Barnes, a pastor’s wife since she was 19, has served the Lord in ministry for more than 40 years. Her husband, E.J., is the director of missions for Grand River Baptist Association, the association that helps support NCMC’s campus ministry. February marks Barnes’ seventh year as the BSU advisor.
“I realize I’m not your typical campus minister,” she said. “However, after much quiet time talking to the Lord about how I could serve Him better, I could feel God directing me and opening doors.”
In fact, she said God had been preparing her for this ministry her whole life.

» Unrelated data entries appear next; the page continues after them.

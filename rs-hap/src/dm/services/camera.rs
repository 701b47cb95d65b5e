/*
 *
 *    Copyright (c) 2024 rs-hap Authors
 *
 *    Licensed under the Apache License, Version 2.0 (the "License");
 *    you may not use this file except in compliance with the License.
 *    You may obtain a copy of the License at
 *
 *        http://www.apache.org/licenses/LICENSE-2.0
 *
 *    Unless required by applicable law or agreed to in writing, software
 *    distributed under the License is distributed on an "AS IS" BASIS,
 *    WITHOUT WARRANTIES OR CONDITIONS OF ANY KIND, either express or implied.
 *    See the License for the specific language governing permissions and
 *    limitations under the License.
 */

//! The camera services: streaming management and operating mode.

use alloc::vec::Vec;

use crate::dm::{
    CharId, Characteristic, CharacteristicType, Schema, Service, ServiceType, Slot,
};
use crate::error::Error;
use crate::{optional_slots, required_slot};

pub const OPERATING_MODE_REQUIRED: &[Slot<Characteristic>] = &[
    required_slot!(EventSnapshotsActive),
    required_slot!(HomekitCameraActive),
];

pub const OPERATING_MODE_OPTIONAL: &[CharId] = optional_slots!(
    ManuallyDisabled,
    NightVision,
    ThirdPartyCameraActive,
    CameraOperatingModeIndicator,
    PeriodicSnapshotsActive,
);

pub const OPERATING_MODE: Schema<'static, Characteristic> =
    Schema::new(OPERATING_MODE_REQUIRED, OPERATING_MODE_OPTIONAL);

pub const STREAM_MANAGEMENT_REQUIRED: &[Slot<Characteristic>] = &[
    required_slot!(SelectedStreamConfiguration),
    required_slot!(SetupEndpoint),
    required_slot!(StreamingStatus),
    required_slot!(SupportedAudioStreamConfiguration),
    required_slot!(SupportedRtpConfiguration),
    required_slot!(SupportedVideoStreamConfiguration),
];

pub const STREAM_MANAGEMENT_OPTIONAL: &[CharId] = optional_slots!(Active);

pub const STREAM_MANAGEMENT: Schema<'static, Characteristic> =
    Schema::new(STREAM_MANAGEMENT_REQUIRED, STREAM_MANAGEMENT_OPTIONAL);

/// The camera operating mode service.
#[derive(Debug, Clone, PartialEq)]
pub struct CameraOperatingMode {
    service: Service,
    event_snapshots_active: usize,
    homekit_camera_active: usize,
}

impl CameraOperatingMode {
    pub fn new(supplied: Vec<Characteristic>) -> Result<Self, Error> {
        let service = Service::new(ServiceType::CameraOperatingMode, &OPERATING_MODE, supplied)?;

        Ok(Self {
            event_snapshots_active: service.position(CharacteristicType::EventSnapshotsActive)?,
            homekit_camera_active: service.position(CharacteristicType::HomekitCameraActive)?,
            service,
        })
    }

    pub fn service(&self) -> &Service {
        &self.service
    }

    pub fn event_snapshots_active(&self) -> &Characteristic {
        self.service.at(self.event_snapshots_active)
    }

    pub fn homekit_camera_active(&self) -> &Characteristic {
        self.service.at(self.homekit_camera_active)
    }

    pub fn manually_disabled(&self) -> Option<&Characteristic> {
        self.service.get(CharacteristicType::ManuallyDisabled)
    }

    pub fn night_vision(&self) -> Option<&Characteristic> {
        self.service.get(CharacteristicType::NightVision)
    }

    pub fn third_party_camera_active(&self) -> Option<&Characteristic> {
        self.service.get(CharacteristicType::ThirdPartyCameraActive)
    }

    pub fn camera_operating_mode_indicator(&self) -> Option<&Characteristic> {
        self.service.get(CharacteristicType::CameraOperatingModeIndicator)
    }

    pub fn periodic_snapshots_active(&self) -> Option<&Characteristic> {
        self.service.get(CharacteristicType::PeriodicSnapshotsActive)
    }
}

impl From<CameraOperatingMode> for Service {
    fn from(value: CameraOperatingMode) -> Self {
        value.service
    }
}

/// The camera RTP stream management service, i.e. the streaming service of
/// an IP camera accessory.
#[derive(Debug, Clone, PartialEq)]
pub struct CameraStreamManagement {
    service: Service,
    selected_stream_configuration: usize,
    setup_endpoint: usize,
    streaming_status: usize,
    supported_audio_stream_configuration: usize,
    supported_rtp_configuration: usize,
    supported_video_stream_configuration: usize,
}

impl CameraStreamManagement {
    pub fn new(supplied: Vec<Characteristic>) -> Result<Self, Error> {
        let service = Service::new(
            ServiceType::CameraStreamManagement,
            &STREAM_MANAGEMENT,
            supplied,
        )?;

        Ok(Self {
            selected_stream_configuration: service
                .position(CharacteristicType::SelectedStreamConfiguration)?,
            setup_endpoint: service.position(CharacteristicType::SetupEndpoint)?,
            streaming_status: service.position(CharacteristicType::StreamingStatus)?,
            supported_audio_stream_configuration: service
                .position(CharacteristicType::SupportedAudioStreamConfiguration)?,
            supported_rtp_configuration: service
                .position(CharacteristicType::SupportedRtpConfiguration)?,
            supported_video_stream_configuration: service
                .position(CharacteristicType::SupportedVideoStreamConfiguration)?,
            service,
        })
    }

    pub fn service(&self) -> &Service {
        &self.service
    }

    pub fn selected_stream_configuration(&self) -> &Characteristic {
        self.service.at(self.selected_stream_configuration)
    }

    pub fn setup_endpoint(&self) -> &Characteristic {
        self.service.at(self.setup_endpoint)
    }

    pub fn streaming_status(&self) -> &Characteristic {
        self.service.at(self.streaming_status)
    }

    pub fn supported_audio_stream_configuration(&self) -> &Characteristic {
        self.service.at(self.supported_audio_stream_configuration)
    }

    pub fn supported_rtp_configuration(&self) -> &Characteristic {
        self.service.at(self.supported_rtp_configuration)
    }

    pub fn supported_video_stream_configuration(&self) -> &Characteristic {
        self.service.at(self.supported_video_stream_configuration)
    }

    pub fn active(&self) -> Option<&Characteristic> {
        self.service.get(CharacteristicType::Active)
    }
}

impl From<CameraStreamManagement> for Service {
    fn from(value: CameraStreamManagement) -> Self {
        value.service
    }
}
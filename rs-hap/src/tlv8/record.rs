/*
 *
 *    Copyright (c) 2024 rs-hap Authors
 *
 *    Licensed under the Apache License, Version 2.0 (the "License");
 *    you may not use this file except in compliance with the License.
 *    You may obtain a copy of the License at
 *
 *        http://www.apache.org/licenses/LICENSE-2.0
 *
 *    Unless required by applicable law or agreed to in writing, software
 *    distributed under the License is distributed on an "AS IS" BASIS,
 *    WITHOUT WARRANTIES OR CONDITIONS OF ANY KIND, either express or implied.
 *    See the License for the specific language governing permissions and
 *    limitations under the License.
 */

use alloc::vec::Vec;

use crate::error::Error;

use super::write::push_item;
use super::{TLV8Config, TLV8Element, TLV8Iter, TLV8Write, TLV8};

/// Write `records` to `tw`, one after the other, with a zero-length
/// `separator` item between consecutive records.
pub fn write_records<W, R>(tw: &mut W, records: &[R], separator: u8) -> Result<(), Error>
where
    W: TLV8Write,
    R: AsRef<[TLV8]>,
{
    for (index, record) in records.iter().enumerate() {
        if index > 0 {
            tw.separator(separator)?;
        }

        tw.tlvs(record.as_ref())?;
    }

    Ok(())
}

/// Encode `records` into one stream, with a zero-length `separator` item between
/// consecutive records (never before the first or after the last one).
pub fn join_records<R: AsRef<[TLV8]>>(records: &[R], separator: u8) -> Vec<u8> {
    let mut out = Vec::new();

    for (index, record) in records.iter().enumerate() {
        if index > 0 {
            push_item(&mut out, separator, &[]);
        }

        for item in record.as_ref() {
            push_item(&mut out, item.tag, &item.value);
        }
    }

    out
}

/// Split a stream produced by [`join_records`] back into its records.
///
/// Every zero-length `separator` item starts a new record and is itself dropped.
/// An empty stream yields no records at all, so a single empty record does not
/// survive a join/split round trip. Any other list of records does, provided
/// `separator` is not used as a tag inside the records themselves and no record
/// holds two adjacent items with the same tag, as those are coalesced.
pub fn split_records(data: &[u8], separator: u8) -> Result<Vec<Vec<TLV8>>, Error> {
    let mut records = Vec::new();

    if data.is_empty() {
        return Ok(records);
    }

    let mut current = Vec::new();

    for element in TLV8Iter::new(data, Some(separator)) {
        match element? {
            TLV8Element::Item(item) => current.push(item),
            TLV8Element::Separator => records.push(core::mem::take(&mut current)),
        }
    }

    records.push(current);

    Ok(records)
}

/// Like [`split_records`], but refuses streams longer than `config.max_stream_len`.
pub fn split_records_with(
    config: &TLV8Config,
    data: &[u8],
    separator: u8,
) -> Result<Vec<Vec<TLV8>>, Error> {
    config.check_len(data)?;

    split_records(data, separator)
}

For example, many students are seeking degrees from the top-notch agriculture department NCMC provides; Barnes was raised on a cattle ranch in Oklahoma. Also, while many students are studying to become teachers, Barnes majored in music education in college and was an assistant teacher in Kansas City for six years. Lastly, many students are pursuing degrees in technology at NCMC; Barnes earned her master’s degree in computer science and spent many years as a computer-networking administrator.
“I am a computer geek in my core,” Barnes said. “I believe God is using my multi-varied background as a platform by which I can communicate with just about anybody. He did all kinds of neat things to make me the kind of person who has never met a stranger.”
And the students have certainly taken action in response to her relationship-building efforts. In the last four years Barnes has encouraged outreach on campus, has helped organize mission projects in Jefferson City, and has taken students on mission trips to El Salvador, Canada, and is considering leading a trip to Iowa this summer.
And all this she did while undergoing surgeries and radiation treatments for breast cancer. Though, she doesn’t encourage much sympathy.
“On June 13 I went to my normal annual physical and they found a tumor,” she said. “God considered me worthy enough to walk that path, which would not have been possible without Christina Boatwright, a NAMB (North American Mission Board) missionary who joined us last May. Her arrival has been like an explosion in our mission here.”
Barnes said that God has a reason behind everything He’s doing and if people would just start watching and listening with the “ears of their hearts,” they would see God at work. She advises other campus ministers and all other believers to do just that.
“Honestly, you have got to make time to stay on your face before the Lord and seek His plan,” she said. “Because all else will fail. I know I don’t want to set foot out on this mission field without Him walking with me.”